Alice-s Odyssey =link= | Fidelio-
Beyond the Looking-Glass: Liberation and the Feminine Gaze in Fidelio: Alice’s Odyssey
At first glance, the worlds of Ludwig van Beethoven’s Fidelio and Lewis Carroll’s Alice’s Adventures in Wonderland could not be more disparate. One is a political thriller about marital devotion and state tyranny in 18th-century Spain; the other is a psychedelic romp through a dreamland of playing cards and talking rabbits. Yet, in the hybridized narrative of Fidelio: Alice’s Odyssey, these two archetypes are fused to create a powerful modern myth. By recasting the determined rescuer Leonore as a lost, inquisitive Alice, this composite work argues that political liberation and personal self-discovery are not separate quests but the same journey. The odyssey of Fidelio: Alice’s Odyssey is thus a descent into an absurdist labyrinth of power—a looking-glass world where the only way to overthrow the tyrant is to first refuse to play by his nonsensical rules.

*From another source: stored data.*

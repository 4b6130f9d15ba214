//! Placement of arithmetic, hashing and curve gadgets.
//!
//! Each method evaluates its operator on the concrete values carried by
//! the input pointers, emits one (or a chain of) placements and returns the
//! resulting output pointers.

use revm::primitives::U256;
use tracing::debug;

use crate::buffers::ReservedVariable;
use crate::context::SynthesisContext;
use crate::data_pt::DataPt;
use crate::error::{Result, SynthesisError};
use crate::operations::{self, ArithOp, JUBJUB_CHUNK_BITS, jubjub, poseidon};

/// Largest meaningful bit or byte position operand.
const MAX_POSITION_OPERAND: u64 = 255;

/// Calldata words covered by the EdDSA signature. Together with the
/// randomizer, key, nonce, contract and selector they fill four Poseidon
/// groups exactly.
pub const SIGNED_INPUT_WORDS: usize = 9;

/// A Jubjub point as a pair of coordinate wires.
#[derive(Debug, Clone, PartialEq, Eq)]
pub struct PointPt {
  pub x: DataPt,
  pub y: DataPt,
}

impl SynthesisContext {
  /// Places one operator on its physical subcircuit.
  pub fn place_arith(&mut self, op: ArithOp, in_pts: Vec<DataPt>) -> Result<Vec<DataPt>> {
    let values: Vec<U256> = in_pts.iter().map(|pt| pt.value).collect();
    if op.has_position_operand() && values.first().is_some_and(|v| *v > U256::from(MAX_POSITION_OPERAND)) {
      return Err(SynthesisError::InvalidOperand(format!(
        "{} position operand {:#x} exceeds {MAX_POSITION_OPERAND}",
        op.name(),
        values[0]
      )));
    }
    if op == ArithOp::Accumulator {
      let limit = self.limits().accumulator_input_limit;
      if in_pts.len() > limit {
        return Err(SynthesisError::FanInOverflow {
          got: in_pts.len(),
          limit,
        });
      }
    }
    let outputs = operations::evaluate(op, &values)?;

    let inputs = match op.selector() {
      Some(selector) => {
        let description = format!("ALU selector for {} of {}", op.name(), op.subcircuit());
        let selector_pt = self.load_static(selector, Some(128), Some(&description))?;
        let mut inputs = Vec::with_capacity(in_pts.len() + 1);
        inputs.push(selector_pt);
        inputs.extend(in_pts);
        inputs
      }
      None => in_pts,
    };
    self.place(op.subcircuit(), inputs, &outputs, op.output_bit_size(), op.name())
  }

  /// Single-output convenience over [`Self::place_arith`].
  pub fn place_arith_one(&mut self, op: ArithOp, in_pts: Vec<DataPt>) -> Result<DataPt> {
    self
      .place_arith(op, in_pts)?
      .into_iter()
      .next()
      .ok_or_else(|| SynthesisError::WireBookkeeping(format!("{} produced no output", op.name())))
  }

  /// `a ** b` as a square-and-multiply chain of `SubEXP` placements over the
  /// bits of `b`.
  pub fn place_exp(&mut self, a: DataPt, b: DataPt) -> Result<DataPt> {
    if b.value.is_zero() {
      return self.load_static(U256::from(1u64), Some(1), None);
    }
    if b.value == U256::from(1u64) {
      return Ok(a);
    }
    let steps = b.value.bit_len();
    let mut bits = self.place_arith(ArithOp::DecToBit, vec![b])?;
    bits.reverse();

    let mut acc = self.load_static(U256::from(1u64), Some(1), None)?;
    let mut base = a;
    for bit in bits.into_iter().take(steps) {
      let mut outs = self.place_arith(ArithOp::SubExp, vec![acc, base, bit])?.into_iter();
      match (outs.next(), outs.next()) {
        (Some(c), Some(squared)) => {
          acc = c;
          base = squared;
        }
        _ => {
          return Err(SynthesisError::WireBookkeeping(
            "SubEXP must produce two outputs".into(),
          ));
        }
      }
    }
    Ok(acc)
  }

  /// Poseidon digest of any number of field-element wires.
  pub fn place_poseidon(&mut self, in_pts: &[DataPt]) -> Result<DataPt> {
    let mut layer: Vec<DataPt> = in_pts.to_vec();
    loop {
      let mut next = Vec::with_capacity(layer.len().div_ceil(poseidon::RATE));
      for chunk in layer.chunks(poseidon::RATE) {
        let mut words = chunk.to_vec();
        while words.len() < poseidon::RATE {
          words.push(self.load_static(U256::ZERO, Some(1), None)?);
        }
        next.push(self.place_arith_one(ArithOp::Poseidon, words)?);
      }
      match next.len() {
        0 => {
          let zero = self.load_static(U256::ZERO, Some(1), None)?;
          return self.place_arith_one(ArithOp::Poseidon, vec![zero; poseidon::RATE]);
        }
        1 => return next.pop().ok_or_else(|| SynthesisError::WireBookkeeping("empty digest".into())),
        _ => layer = next,
      }
    }
  }

  /// `poi + scalar * base`, scalar given as its 252 bits most significant
  /// first. Chunks are processed least significant first.
  pub fn place_jubjub_exp(&mut self, base: PointPt, scalar_bits: &[DataPt], poi: PointPt) -> Result<PointPt> {
    if scalar_bits.len() != jubjub::SCALAR_BITS {
      return Err(SynthesisError::InvalidOperand(format!(
        "expected {} scalar bits, got {}",
        jubjub::SCALAR_BITS,
        scalar_bits.len()
      )));
    }
    let chunks: Vec<&[DataPt]> = scalar_bits.chunks(JUBJUB_CHUNK_BITS).collect();
    let mut p = poi;
    let mut g = base;
    for chunk in chunks.iter().rev() {
      let mut inputs = vec![p.x, p.y, g.x, g.y];
      inputs.extend_from_slice(chunk);
      let outs = self.place_arith(ArithOp::JubjubExp36, inputs)?;
      let [px, py, gx, gy]: [DataPt; 4] = outs.try_into().map_err(|_| {
        SynthesisError::WireBookkeeping("JubjubExp36 must produce four outputs".into())
      })?;
      p = PointPt { x: px, y: py };
      g = PointPt { x: gx, y: gy };
    }
    Ok(p)
  }

  /// The transaction origin.
  ///
  /// With an EdDSA key configured the origin is derived in-circuit: the
  /// signature over the transaction is verified and the address is the
  /// masked Poseidon digest of the public key. Otherwise it is a private
  /// input.
  pub fn origin_pt(&mut self) -> Result<DataPt> {
    if let Some(origin) = &self.cached_origin {
      return Ok(origin.clone());
    }
    let origin = if self.has_reserved(ReservedVariable::EddsaPublicKeyX) {
      self.derive_origin()?
    } else {
      self.reserved(ReservedVariable::Origin)?
    };
    self.cached_origin = Some(origin.clone());
    Ok(origin)
  }

  fn derive_origin(&mut self) -> Result<DataPt> {
    use ReservedVariable::*;
    let r = PointPt {
      x: self.reserved(EddsaRandomizerX)?,
      y: self.reserved(EddsaRandomizerY)?,
    };
    let a = PointPt {
      x: self.reserved(EddsaPublicKeyX)?,
      y: self.reserved(EddsaPublicKeyY)?,
    };
    let mut message = vec![
      r.x.clone(),
      r.y.clone(),
      a.x.clone(),
      a.y.clone(),
      self.reserved(TransactionNonce)?,
      self.reserved(ContractAddress)?,
      self.reserved(FunctionSelector)?,
    ];
    if self.has_reserved(TransactionInput(SIGNED_INPUT_WORDS)) {
      return Err(SynthesisError::CapacityExceeded(format!(
        "signed transactions carry at most {SIGNED_INPUT_WORDS} input words"
      )));
    }
    for i in 0..SIGNED_INPUT_WORDS {
      let word = if self.has_reserved(TransactionInput(i)) {
        self.reserved(TransactionInput(i))?
      } else {
        self.load_static(U256::ZERO, Some(1), None)?
      };
      message.push(word);
    }
    let challenge = self.place_poseidon(&message)?;

    let signature = self.reserved(EddsaSignature)?;
    let bits = self.place_arith(ArithOp::PrepareEdDsaScalars, vec![signature, challenge])?;
    let (s_bits, e_bits) = bits.split_at(jubjub::SCALAR_BITS);

    let generator = PointPt {
      x: self.reserved(JubjubBaseX)?,
      y: self.reserved(JubjubBaseY)?,
    };
    let poi = PointPt {
      x: self.reserved(JubjubPoiX)?,
      y: self.reserved(JubjubPoiY)?,
    };
    let s_g = self.place_jubjub_exp(generator, s_bits, poi.clone())?;
    let e_a = self.place_jubjub_exp(a.clone(), e_bits, poi)?;
    self.place_arith(
      ArithOp::EdDsaVerify,
      vec![s_g.x, s_g.y, r.x, r.y, e_a.x, e_a.y],
    )?;

    let key_hash = self.place_poseidon(&[a.x, a.y])?;
    let mask = self.reserved(AddressMask)?;
    let origin = self.place_arith_one(ArithOp::And, vec![key_hash, mask])?;
    debug!(origin = %format!("{:#x}", origin.value), "derived origin from EdDSA signature");
    Ok(origin)
  }
}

1. The Inversion of Gender Tropes
The most striking element of the film is how it inverts the traditional "sailor" narrative. Fidelio- Alice-s Odyssey
Alice must reconstruct fragmented memories to understand her current state. Each recovered memory alters the physical layout of the game world. Confronting the Shadow Beyond the Looking-Glass: Liberation and the Feminine Gaze
Fidelio: Alice’s Odyssey (2014), directed by Lucie Borleteau, is a refreshing, sensual, and intellectually stimulating French drama that subverts traditional cinematic takes on female desire and professional identity. By recasting the determined rescuer Leonore as a
Identity: Who are we when our external world is stripped away?
Title: FIDELIO: ALICE’S ODYSSEY
Logline: Trapped in a labyrinthine hospital ward, a woman named Alice reenacts the trials of Beethoven’s Fidelio, believing that if she can sing the "Florestan" aria perfectly, she can wake her husband from a coma.